Pee-Wee: I bought this pen exactly one hour before my bike was stolen. Why? What's the significance? I DON'T KNOW!
George Jones: You can shut out the world. But you always have to stop, and the world is always waiting when you do.
"When the show ended, I went for radical change, again. I got big white-walled art studio downtown and I taught myself classical painting. Eakins, Homer, I made Civil War history paintings without a hint of irony. I just wanted to see if I could do it. People thought I'd lost my mind. And in 1999, I sort of did. I had this painting of an 18th-century barn, and, you know how farms will paint their roofs for identification, whatever, well I just took the white paint and scrawled "Human Fuckin' Knowledge" on the roof. I had been collecting all these crappy Americana pastoral landscapes for the frames, and I had this one spontaneous thought -- a goof really -- but then everyone wanted it. Sometimes you don't know what you've got. At first I had no confidence to approach the fine art world. I was selling these paintings at Fred 62 (a hipster diner near his home in Los Feliz), they were flying off the walls for like $800. On the suggestion of a friend I sent some slides to Cliff Benjamint. I didn't even include a return address. I think they called every "W. White" in the LA phone book until they found me. I couldn't believe it."
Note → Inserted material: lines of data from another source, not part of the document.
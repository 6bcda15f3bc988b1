//! Deduplicating work queue for control loops.
//!
//! See [`queue`] for the model and an example.

pub mod queue;

pub use queue::{
    Clock, FakeClock, Interface, MetricsProvider, QueueConfig, QueueError, QueueResult,
    RealClock, WorkQueue, WorkQueueBuilder,
};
The May 2011 show at Benjamin's Western Project in Culver City represented a breakthrough for White -- not so much because of the work he is making "now," but more because, while he insists this is the kind of work he's been making his whole life, it wasn't until recently that he was comfortable and inspired to show it publicly. And yes, we have no word paintings. But we do have puppets; glorious, quirky, anthropomorphized architectural puppets with patient, labor-intensive craftsmanship and a dose of creep-factor. "The puppets, they have baggage." The paintings and drawings were like nothing his fans expected -- warm, sketchy, vibrato blossomings with a vital hand tempered by cartoonishness; a kind of Saul Steinberg meets Frances Picabia stimulation with hypnotic variations on an Outsider urgency. The paintings and drawings have a certain medieval finesses; they are guileless but not naive, with the feeling of being unmediated, and unselfconscious. While not as immediately apparent as with the virtuosity and rapier wit of the famous word paintings, this work shares with those pastoral Tartuffes the foundation of innocence, both personal and cultural, as a jumping off point, and searching for the truth from there. Only the young and the dreaming seem comfortable with paradox and nonsense, but White is trying to fix that. "This is how I draw all the time, this show is my default position. That's why the sketchbooks and drawings were included, that is the seed of it all, a thing in flux. The relics of what I've been through."
Carl Jung: All the works of man have their origin in creative fantasy. What right have we then to depreciate imagination. If one does not understand a person, one tends to regard him as a fool.
Pee-Wee Herman: There's a lotta things about me you don't know anything about, Dottie. Things you wouldn't understand. Things you couldn't understand. Things you shouldn't understand. You don't wanna get mixed up with a guy like me. I'm a loner, Dottie. A rebel.
George Jones: There are questions I'm still not wise enough to answer, just wise enough to no longer ask.